Continuous code-improvement cycle. Confirms intent + green baseline, scores quality metrics in parallel, snapshots the baseline, hardens findings via a Senior-Principal critique, looks up best practices, triages with a human gate, then iterates through each refactor with per-item bounded retries until the queue is drained. A final reassessment compares against baseline thresholds and emits a pass/partial verdict.
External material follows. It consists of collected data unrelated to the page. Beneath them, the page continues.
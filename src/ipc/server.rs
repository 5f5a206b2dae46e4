//! Connection server: TCP accept loop, stdio mode and per-connection handler.

use std::net::SocketAddr;
use std::sync::Arc;
use std::time::Duration;
use tokio::io::{AsyncRead, AsyncWrite};
use tokio::net::TcpListener;
use tokio::sync::{OwnedSemaphorePermit, Semaphore};
use tokio_util::sync::CancellationToken;

use crate::ipc::codec::{read_frame, write_frame, MSG_ERROR, MSG_RESPONSE};
use crate::ipc::envelope::HelperResponse;
use crate::ipc::router::Router;
use crate::types::IpcConfig;

/// Server feeding host connections into the router.
#[derive(Debug)]
pub struct ConnectionServer {
    router: Arc<Router>,
    cancel: CancellationToken,
    ipc_config: IpcConfig,
}

impl ConnectionServer {
    pub fn new(router: Arc<Router>, ipc_config: IpcConfig) -> Self {
        Self {
            router,
            cancel: CancellationToken::new(),
            ipc_config,
        }
    }

    /// Accept TCP connections on `addr` until cancelled or a fatal error occurs.
    pub async fn serve(&self, addr: SocketAddr) -> std::io::Result<()> {
        let listener = TcpListener::bind(addr).await?;
        self.serve_listener(listener).await
    }

    /// Accept loop over an already bound listener.
    pub async fn serve_listener(&self, listener: TcpListener) -> std::io::Result<()> {
        let conn_semaphore = Arc::new(Semaphore::new(self.ipc_config.max_connections));
        tracing::info!(
            "Helpers server listening on {} (max_connections={})",
            listener.local_addr()?,
            self.ipc_config.max_connections,
        );

        loop {
            tokio::select! {
                _ = self.cancel.cancelled() => {
                    tracing::info!("Helpers server shutting down");
                    break;
                }
                accept = listener.accept() => {
                    let (stream, peer) = accept?;

                    // Acquire connection permit (refuse when at capacity).
                    let permit = match conn_semaphore.clone().try_acquire_owned() {
                        Ok(permit) => permit,
                        Err(_) => {
                            tracing::warn!(
                                "Connection from {} rejected: at max_connections ({})",
                                peer,
                                self.ipc_config.max_connections,
                            );
                            drop(stream);
                            continue;
                        }
                    };

                    tracing::debug!("Connection from {} (active={})",
                        peer,
                        self.ipc_config.max_connections - conn_semaphore.available_permits(),
                    );
                    let router = self.router.clone();
                    let cancel = self.cancel.clone();
                    let ipc_config = self.ipc_config.clone();
                    let read_timeout = Some(ipc_config.read_timeout);
                    tokio::spawn(async move {
                        let (reader, writer) = stream.into_split();
                        if let Err(e) = handle_connection(reader, writer, router, cancel, ipc_config, read_timeout, Some(permit)).await {
                            tracing::warn!("Connection from {} error: {}", peer, e);
                        }
                        // permit is dropped here, releasing the connection slot
                    });
                }
            }
        }
        Ok(())
    }

    /// Serve the single connection a host opens when it spawns this process:
    /// requests on stdin, responses on stdout. Returns when stdin closes.
    pub async fn serve_stdio(&self) -> std::io::Result<()> {
        tracing::info!("Helpers server reading frames from stdin");
        handle_connection(
            tokio::io::stdin(),
            tokio::io::stdout(),
            self.router.clone(),
            self.cancel.clone(),
            self.ipc_config.clone(),
            None,
            None,
        )
        .await
    }

    /// Request graceful shutdown.
    pub fn shutdown(&self) {
        self.cancel.cancel();
    }
}

/// Handle a single connection: read frames → route → write responses.
///
/// `read_timeout` of `None` waits for the next frame indefinitely.
async fn handle_connection<R, W>(
    mut reader: R,
    mut writer: W,
    router: Arc<Router>,
    cancel: CancellationToken,
    ipc_config: IpcConfig,
    read_timeout: Option<Duration>,
    _permit: Option<OwnedSemaphorePermit>, // held for connection lifetime
) -> std::io::Result<()>
where
    R: AsyncRead + Unpin,
    W: AsyncWrite + Unpin,
{
    let write_timeout = ipc_config.write_timeout;

    loop {
        let next_frame = async {
            let read = read_frame(&mut reader, ipc_config.max_frame_bytes);
            match read_timeout {
                Some(limit) => tokio::time::timeout(limit, read).await.ok(),
                None => Some(read.await),
            }
        };

        tokio::select! {
            _ = cancel.cancelled() => break,
            frame_result = next_frame => {
                let frame = match frame_result {
                    None => {
                        tracing::debug!("Read timeout ({:?}), dropping connection", read_timeout);
                        break;
                    }
                    Some(result) => match result? {
                        Some(f) => f,
                        None => break, // clean EOF
                    },
                };

                if !frame.is_request() {
                    tracing::warn!("Unexpected message type: 0x{:02X}", frame.msg_type);
                    let encoded = HelperResponse::error().to_json();
                    timed_write(&mut writer, MSG_ERROR, encoded.as_bytes(), write_timeout).await?;
                    continue;
                }

                let response = match frame.text() {
                    Ok(raw) => router.handle(raw).await,
                    Err(e) => {
                        tracing::warn!("Rejecting request frame: {}", e);
                        HelperResponse::error()
                    }
                };

                let encoded = response.to_json();
                timed_write(&mut writer, MSG_RESPONSE, encoded.as_bytes(), write_timeout).await?;
            }
        }
    }

    Ok(())
}

/// Write a frame, failing with `TimedOut` once `timeout` elapses.
async fn timed_write<W: AsyncWrite + Unpin>(
    writer: &mut W,
    msg_type: u8,
    payload: &[u8],
    timeout: Duration,
) -> std::io::Result<()> {
    tokio::time::timeout(timeout, write_frame(writer, msg_type, payload))
        .await
        .map_err(|_| {
            tracing::warn!("Write timeout ({:?}), dropping connection", timeout);
            std::io::Error::new(std::io::ErrorKind::TimedOut, "write timeout")
        })?
}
Two retry mechanisms compose:

  • retries: 2 on Refactor_Item — 3 attempts per refactor item.
  • retries: 50 on Iterative_Refactor — drives the per-item outer loop by failing Continue_Or_Done while the queue still has work; bounds total items at 50.

Threshold contract: $GLOBAL.metric_thresholds defines the minimum acceptable score per metric. Compile_Report attaches the right threshold to each item. Reassess_Metric checks against $LOCAL.current_item.threshold.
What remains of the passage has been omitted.